→ ASSIGNED TASK: Only the count is wanted here: how many lines of the entries hold the string "Deserialize"?

INFORMATION SUPPLIED section start

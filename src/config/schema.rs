//! Configuration schema.
//!
//! Maps the optional `setup.yml` file format. Every field has a default, so
//! an empty file (or no file) yields [`SetupConfig::default`].

use serde::{Deserialize, Serialize};

use crate::runtime::MinimumVersion;
use crate::shell::default_python;

/// Default package installed for local embeddings.
pub const DEFAULT_PACKAGE: &str = "sentence-transformers";

/// Default pretrained embedding model.
pub const DEFAULT_MODEL: &str = "all-MiniLM-L6-v2";

/// Sentence encoded by the model probe.
pub const DEFAULT_TEST_SENTENCE: &str = "This is a test sentence.";

/// Root configuration structure for `setup.yml`.
#[derive(Debug, Clone, PartialEq, Serialize, Deserialize)]
#[serde(default, deny_unknown_fields)]
pub struct SetupConfig {
    /// Interpreter used for the version gate, pip, and the model probe.
    pub python: String,

    /// Package installed with pip.
    pub package: String,

    /// Extra arguments passed to `pip install` before the package name.
    #[serde(skip_serializing_if = "Vec::is_empty")]
    pub pip_args: Vec<String>,

    /// Pretrained model loaded by the probe.
    pub model: String,

    /// Sentence encoded by the probe.
    pub test_sentence: String,

    /// Lowest accepted interpreter version (`MAJOR.MINOR`).
    pub min_python: MinimumVersion,

    /// Fail the model step when the probe's JSON payload reports an error,
    /// even if the probe exited with status 0.
    pub verify_payload: bool,
}

impl Default for SetupConfig {
    fn default() -> Self {
        Self {
            python: default_python().to_string(),
            package: DEFAULT_PACKAGE.to_string(),
            pip_args: Vec::new(),
            model: DEFAULT_MODEL.to_string(),
            test_sentence: DEFAULT_TEST_SENTENCE.to_string(),
            min_python: MinimumVersion::default(),
            verify_payload: false,
        }
    }
}

/// Values from the environment and command line that override the file.
///
/// `None` leaves the file (or default) value in place.
#[derive(Debug, Clone, Default)]
pub struct ConfigOverrides {
    pub python: Option<String>,
    pub package: Option<String>,
    pub model: Option<String>,
    pub verify_payload: Option<bool>,
}

impl SetupConfig {
    /// Apply overrides in place.
    pub fn apply(&mut self, overrides: &ConfigOverrides) {
        if let Some(python) = overrides.python.as_deref().filter(|p| !p.is_empty()) {
            self.python = python.to_string();
        }
        if let Some(package) = &overrides.package {
            self.package = package.clone();
        }
        if let Some(model) = &overrides.model {
            self.model = model.clone();
        }
        if let Some(verify) = overrides.verify_payload {
            self.verify_payload = verify;
        }
    }
}

#[cfg(test)]
mod tests {
    use super::*;

    #[test]
    fn defaults_match_local_ai_setup() {
        let config = SetupConfig::default();
        assert_eq!(config.python, "python");
        assert_eq!(config.package, "sentence-transformers");
        assert_eq!(config.model, "all-MiniLM-L6-v2");
        assert_eq!(config.test_sentence, "This is a test sentence.");
        assert_eq!(config.min_python, MinimumVersion::new(3, 8));
        assert!(!config.verify_payload);
        assert!(config.pip_args.is_empty());
    }

    #[test]
    fn empty_yaml_uses_defaults() {
        let config: SetupConfig = serde_yaml::from_str("{}").unwrap();
        assert_eq!(config, SetupConfig::default());
    }

    #[test]
    fn partial_yaml_overrides_fields() {
        let yaml = r#"
python: /opt/py311/bin/python3
min_python: "3.10"
pip_args: ["--user", "--quiet"]
verify_payload: true
"#;
        let config: SetupConfig = serde_yaml::from_str(yaml).unwrap();
        assert_eq!(config.python, "/opt/py311/bin/python3");
        assert_eq!(config.min_python, MinimumVersion::new(3, 10));
        assert_eq!(config.pip_args, vec!["--user", "--quiet"]);
        assert!(config.verify_payload);
        assert_eq!(config.model, DEFAULT_MODEL);
    }

    #[test]
    fn unknown_fields_rejected() {
        let result: Result<SetupConfig, _> = serde_yaml::from_str("modle: typo\n");
        assert!(result.is_err());
    }

    #[test]
    fn malformed_min_python_rejected() {
        let result: Result<SetupConfig, _> = serde_yaml::from_str("min_python: \"3\"\n");
        assert!(result.is_err());
    }

    #[test]
    fn overrides_replace_values() {
        let mut config = SetupConfig::default();
        config.apply(&ConfigOverrides {
            python: Some("python3.12".into()),
            package: None,
            model: Some("paraphrase-MiniLM-L3-v2".into()),
            verify_payload: Some(true),
        });
        assert_eq!(config.python, "python3.12");
        assert_eq!(config.package, DEFAULT_PACKAGE);
        assert_eq!(config.model, "paraphrase-MiniLM-L3-v2");
        assert!(config.verify_payload);
    }

    #[test]
    fn empty_python_override_is_ignored() {
        let mut config = SetupConfig::default();
        config.apply(&ConfigOverrides {
            python: Some(String::new()),
            ..Default::default()
        });
        assert_eq!(config.python, "python");
    }
}
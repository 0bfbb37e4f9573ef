//! Visual theme and styling.

use console::Style;

/// Kind of status line, rendered as a bracketed tag.
#[derive(Debug, Clone, Copy, PartialEq, Eq)]
pub enum StatusKind {
    Info,
    Success,
    Warning,
    Error,
}

impl StatusKind {
    /// The bracketed tag that prefixes lines of this kind.
    pub fn tag(&self) -> &'static str {
        match self {
            StatusKind::Info => "[INFO]",
            StatusKind::Success => "[SUCCESS]",
            StatusKind::Warning => "[WARN]",
            StatusKind::Error => "[ERROR]",
        }
    }
}

/// Setup tool visual theme.
#[derive(Debug, Clone)]
pub struct SetupTheme {
    /// Style for `[SUCCESS]` tags (green).
    pub success: Style,
    /// Style for `[WARN]` tags (orange).
    pub warning: Style,
    /// Style for `[ERROR]` tags (red bold).
    pub error: Style,
    /// Style for `[INFO]` tags (magenta).
    pub info: Style,
    /// Style for dim/secondary text such as captured output.
    pub dim: Style,
    /// Style for the banner title (bold).
    pub header: Style,
}

impl Default for SetupTheme {
    fn default() -> Self {
        Self::new()
    }
}

impl SetupTheme {
    /// Create the default colored theme.
    pub fn new() -> Self {
        Self {
            success: Style::new().green(),
            warning: Style::new().color256(208),
            error: Style::new().red().bold(),
            info: Style::new().magenta(),
            dim: Style::new().dim(),
            header: Style::new().bold(),
        }
    }

    /// Create a theme without colors.
    pub fn plain() -> Self {
        Self {
            success: Style::new(),
            warning: Style::new(),
            error: Style::new(),
            info: Style::new(),
            dim: Style::new(),
            header: Style::new(),
        }
    }

    fn style_for(&self, kind: StatusKind) -> &Style {
        match kind {
            StatusKind::Info => &self.info,
            StatusKind::Success => &self.success,
            StatusKind::Warning => &self.warning,
            StatusKind::Error => &self.error,
        }
    }

    /// Format a status line: styled tag, then the message.
    pub fn format_status(&self, kind: StatusKind, msg: &str) -> String {
        format!("{} {}", self.style_for(kind).apply_to(kind.tag()), msg)
    }

    /// Format a header banner with its underline.
    pub fn format_header(&self, title: &str) -> String {
        format!("{}\n{}", self.header.apply_to(title), "=".repeat(50))
    }
}

/// Check if colors should be enabled.
pub fn should_use_colors() -> bool {
    // Check NO_COLOR env var (https://no-color.org/)
    if std::env::var("NO_COLOR").is_ok() {
        return false;
    }

    // Check if stdout is a TTY
    console::Term::stdout().is_term()
}
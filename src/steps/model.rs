//! Embedding model download and smoke test.

use std::path::{Path, PathBuf};

use crate::error::{Result, SetupError};
use crate::probe::{ModelProbeResult, ProbeScript};
use crate::shell::{CommandRunner, CommandSpec};
use crate::ui::UserInterface;

use super::report::{command_failed, report_failure, report_success, run_captured};
use super::SetupStep;

const DESCRIPTION: &str = "Downloading and testing embedding model";

/// Loads the model through the probe and checks that it encodes.
pub struct ModelValidator<'a> {
    runner: &'a dyn CommandRunner,
    python: String,
    model: String,
    sentence: String,
    work_dir: PathBuf,
    verify_payload: bool,
}

impl<'a> ModelValidator<'a> {
    pub fn new(
        runner: &'a dyn CommandRunner,
        python: &str,
        model: &str,
        sentence: &str,
        work_dir: &Path,
    ) -> Self {
        Self {
            runner,
            python: python.to_string(),
            model: model.to_string(),
            sentence: sentence.to_string(),
            work_dir: work_dir.to_path_buf(),
            verify_payload: false,
        }
    }

    /// Treat an error payload (or no payload) as a failure even on exit 0.
    pub fn verify_payload(mut self, verify: bool) -> Self {
        self.verify_payload = verify;
        self
    }

    fn probe_failed(&self, message: impl Into<String>) -> SetupError {
        SetupError::ModelProbeFailed {
            model: self.model.clone(),
            message: message.into(),
        }
    }

    /// Run the probe and return its parsed payload, if it printed one.
    ///
    /// The probe file exists only for the duration of this call.
    pub fn validate(&self, ui: &mut dyn UserInterface) -> Result<Option<ModelProbeResult>> {
        let script = match ProbeScript::materialize(&self.work_dir) {
            Ok(script) => script,
            Err(e) => {
                ui.error(&format!("{} failed with error: {}", DESCRIPTION, e));
                return Err(self.probe_failed(format!("could not write probe: {}", e)));
            }
        };

        let spec = CommandSpec::new(&self.python)
            .arg(script.path().to_string_lossy())
            .arg(&self.model)
            .arg(&self.sentence)
            .cwd(&self.work_dir)
            .env("PYTHONIOENCODING", "utf-8");

        let result = run_captured(self.runner, &spec, DESCRIPTION, ui)
            .map_err(|e| self.probe_failed(e.to_string()))?;
        drop(script);

        let payload = ModelProbeResult::from_stdout(&result.stdout);

        if !result.success {
            report_failure(&result, DESCRIPTION, ui);
            // The reason is on stdout; stderr is mostly download progress.
            return match payload.as_ref().and_then(|p| p.error.as_deref()) {
                Some(reason) => {
                    ui.error(&format!("Model probe reported an error: {}", reason));
                    Err(self.probe_failed(reason))
                }
                None => Err(self.probe_failed(command_failed(&spec, &result).to_string())),
            };
        }

        match &payload {
            Some(p) if p.is_ready() => {
                report_success(&result, DESCRIPTION, ui);
                if let Some(dimension) = p.dimension {
                    ui.info(&format!(
                        "Model {} ready (embedding dimension {})",
                        p.model.as_deref().unwrap_or(&self.model),
                        dimension
                    ));
                }
            }
            Some(p) => {
                let reason = p.error.as_deref().unwrap_or("unknown error");
                if self.verify_payload {
                    report_failure(&result, DESCRIPTION, ui);
                    ui.error(&format!("Model probe reported an error: {}", reason));
                    return Err(self.probe_failed(reason));
                }
                report_success(&result, DESCRIPTION, ui);
                ui.warning(&format!(
                    "Model probe exited cleanly but reported an error: {}",
                    reason
                ));
            }
            None => {
                if self.verify_payload {
                    report_failure(&result, DESCRIPTION, ui);
                    ui.error("Model probe did not report a result");
                    return Err(self.probe_failed("no result payload on stdout"));
                }
                report_success(&result, DESCRIPTION, ui);
                ui.warning("Model probe did not report a result");
            }
        }

        Ok(payload)
    }
}

impl SetupStep for ModelValidator<'_> {
    fn name(&self) -> &str {
        "model"
    }

    fn failure_message(&self) -> Option<String> {
        Some("Failed to download embedding model".to_string())
    }

    fn run(&self, ui: &mut dyn UserInterface) -> Result<()> {
        self.validate(ui).map(|_| ())
    }
}
//! Shell completions generation.
//!
//! The `setup-local-ai completions` command generates shell completion scripts.

use crate::cli::args::{Cli, CompletionsArgs};
use crate::ui::UserInterface;
use clap::CommandFactory;

use super::dispatcher::{Command, CommandResult};

/// Binary name completions are generated for.
const BIN_NAME: &str = "setup-local-ai";

/// The completions command implementation.
pub struct CompletionsCommand {
    args: CompletionsArgs,
}

impl CompletionsCommand {
    /// Create a new completions command.
    pub fn new(args: CompletionsArgs) -> Self {
        Self { args }
    }

    /// Write the completion script to `out`.
    pub fn write_to(&self, out: &mut dyn std::io::Write) {
        let mut cmd = Cli::command();
        clap_complete::generate(self.args.shell, &mut cmd, BIN_NAME, out);
    }
}

impl Command for CompletionsCommand {
    fn execute(&self, _ui: &mut dyn UserInterface) -> crate::error::Result<CommandResult> {
        self.write_to(&mut std::io::stdout());
        Ok(CommandResult::success())
    }
}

INFORMATION SUPPLIED section end

→ YOUR SOLUTION: 2